> [YOUR OBJECTIVE]:
Your job with the data below is to output exactly the lines from the one holding "pub fn with_timeout(mut" down to the one holding "host reports it.", both included, and no others.
[DATA]
// Copyright 2019-2026 Maravilla Labs, operated by SOLUTAS GmbH, Switzerland
// SPDX-License-Identifier: Apache-2.0
// SPDX-License-Identifier: MIT

//! HTTP oEmbed lookups.
//!
//! Renders run on blocking worker threads, so the lookup uses the blocking
//! reqwest client. A failed lookup falls back to the client-side embed.

use std::time::Duration;
use turbx::{OEmbed, OEmbedProvider};

/// YouTube's oEmbed endpoint.
pub const YOUTUBE_ENDPOINT: &str = "https://www.youtube.com/oembed";

/// Fetches oEmbed metadata over HTTP.
#[derive(Debug, Clone)]
pub struct HttpOEmbed {
    endpoint: String,
    timeout: Duration,
}

impl Default for HttpOEmbed {
    fn default() -> Self {
        Self::new(YOUTUBE_ENDPOINT)
    }
}

impl HttpOEmbed {
    /// Creates a provider for the given endpoint.
    pub fn new(endpoint: impl Into<String>) -> Self {
        Self {
            endpoint: endpoint.into(),
            timeout: Duration::from_secs(5),
        }
    }

    /// Sets the request timeout.
    pub fn with_timeout(mut self, timeout: Duration) -> Self {
        self.timeout = timeout;
        self
    }

    fn lookup(&self, url: &str) -> Result<OEmbed, reqwest::Error> {
        let client = reqwest::blocking::Client::builder().timeout(self.timeout).build()?;
        client
            .get(&self.endpoint)
            .query(&[("url", url), ("format", "json")])
            .send()?
            .error_for_status()?
            .json::<OEmbed>()
    }
}

impl OEmbedProvider for HttpOEmbed {
    fn fetch(&self, url: &str) -> Option<OEmbed> {
        match self.lookup(url) {
            Ok(meta) => Some(meta),
            Err(e) => {
                tracing::debug!("oEmbed lookup for {} failed: {}", url, e);
                None
            }
        }
    }
}
// Copyright 2019-2026 Maravilla Labs, operated by SOLUTAS GmbH, Switzerland
// SPDX-License-Identifier: Apache-2.0
// SPDX-License-Identifier: MIT

//! Memory admission gate.
//!
//! Before a render starts, [`Admission::admit`] waits until the host reports
//! more available memory than the configured floor. Hosts without
//! `/proc/meminfo` are always admitted.

use std::time::Duration;

const MEMINFO: &str = "/proc/meminfo";

/// Blocks renders while free memory is below a floor.
#[derive(Debug, Clone)]
pub struct Admission {
    floor: u64,
    poll: Duration,
}

/// Reads `MemAvailable` in bytes from meminfo text.
pub fn parse_meminfo(text: &str) -> Option<u64> {
    let line = text.lines().find(|l| l.starts_with("MemAvailable:"))?;
    let kb = line
        .trim_start_matches("MemAvailable:")
        .split_whitespace()
        .next()?
        .parse::<u64>()
        .ok()?;
    Some(kb * 1024)
}

impl Admission {
    /// Creates a gate with a floor in MiB. A floor of 0 admits everything.
    pub fn new(floor_mb: u64) -> Self {
        Self {
            floor: floor_mb * 1024 * 1024,
            poll: Duration::from_millis(1),
        }
    }

    /// The floor in bytes.
    pub fn floor(&self) -> u64 {
        self.floor
    }

    /// Available memory in bytes, if the host reports it.
    pub async fn available() -> Option<u64> {
        let text = tokio::fs::read_to_string(MEMINFO).await.ok()?;
        parse_meminfo(&text)
    }

    /// Waits until available memory is above the floor.
    pub async fn admit(&self) {
        if self.floor == 0 {
            return;
        }
        let mut waited = false;
        loop {
            match Self::available().await {
                Some(bytes) if bytes < self.floor => {
                    if !waited {
                        tracing::info!("Low memory ({} bytes available), holding render", bytes);
                        waited = true;
                    }
                    tokio::time::sleep(self.poll).await;
                }
                _ => return,
            }
        }
    }
}

#[cfg(test)]
mod tests {
    use super::*;

    #[test]
    fn test_parse_meminfo() {
        let text = "MemTotal:       16000000 kB\nMemFree:         1000 kB\nMemAvailable:    2048 kB\n";
        assert_eq!(parse_meminfo(text), Some(2048 * 1024));
        assert_eq!(parse_meminfo("MemTotal: 1 kB\n"), None);
    }

    #[tokio::test]
    async fn test_zero_floor_admits() {
        Admission::new(0).admit().await;
        assert_eq!(Admission::new(10).floor(), 10 * 1024 * 1024);
    }
}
[/DATA]
> [ANSWER TO THIS EXERCISE]:
    pub fn with_timeout(mut self, timeout: Duration) -> Self {
        self.timeout = timeout;
        self
    }

    fn lookup(&self, url: &str) -> Result<OEmbed, reqwest::Error> {
        let client = reqwest::blocking::Client::builder().timeout(self.timeout).build()?;
        client
            .get(&self.endpoint)
            .query(&[("url", url), ("format", "json")])
            .send()?
            .error_for_status()?
            .json::<OEmbed>()
    }
}

impl OEmbedProvider for HttpOEmbed {
    fn fetch(&self, url: &str) -> Option<OEmbed> {
        match self.lookup(url) {
            Ok(meta) => Some(meta),
            Err(e) => {
                tracing::debug!("oEmbed lookup for {} failed: {}", url, e);
                None
            }
        }
    }
}
// Copyright 2019-2026 Maravilla Labs, operated by SOLUTAS GmbH, Switzerland
// SPDX-License-Identifier: Apache-2.0
// SPDX-License-Identifier: MIT

//! Memory admission gate.
//!
//! Before a render starts, [`Admission::admit`] waits until the host reports
//! more available memory than the configured floor. Hosts without
//! `/proc/meminfo` are always admitted.

use std::time::Duration;

const MEMINFO: &str = "/proc/meminfo";

/// Blocks renders while free memory is below a floor.
#[derive(Debug, Clone)]
pub struct Admission {
    floor: u64,
    poll: Duration,
}

/// Reads `MemAvailable` in bytes from meminfo text.
pub fn parse_meminfo(text: &str) -> Option<u64> {
    let line = text.lines().find(|l| l.starts_with("MemAvailable:"))?;
    let kb = line
        .trim_start_matches("MemAvailable:")
        .split_whitespace()
        .next()?
        .parse::<u64>()
        .ok()?;
    Some(kb * 1024)
}

impl Admission {
    /// Creates a gate with a floor in MiB. A floor of 0 admits everything.
    pub fn new(floor_mb: u64) -> Self {
        Self {
            floor: floor_mb * 1024 * 1024,
            poll: Duration::from_millis(1),
        }
    }

    /// The floor in bytes.
    pub fn floor(&self) -> u64 {
        self.floor
    }

    /// Available memory in bytes, if the host reports it.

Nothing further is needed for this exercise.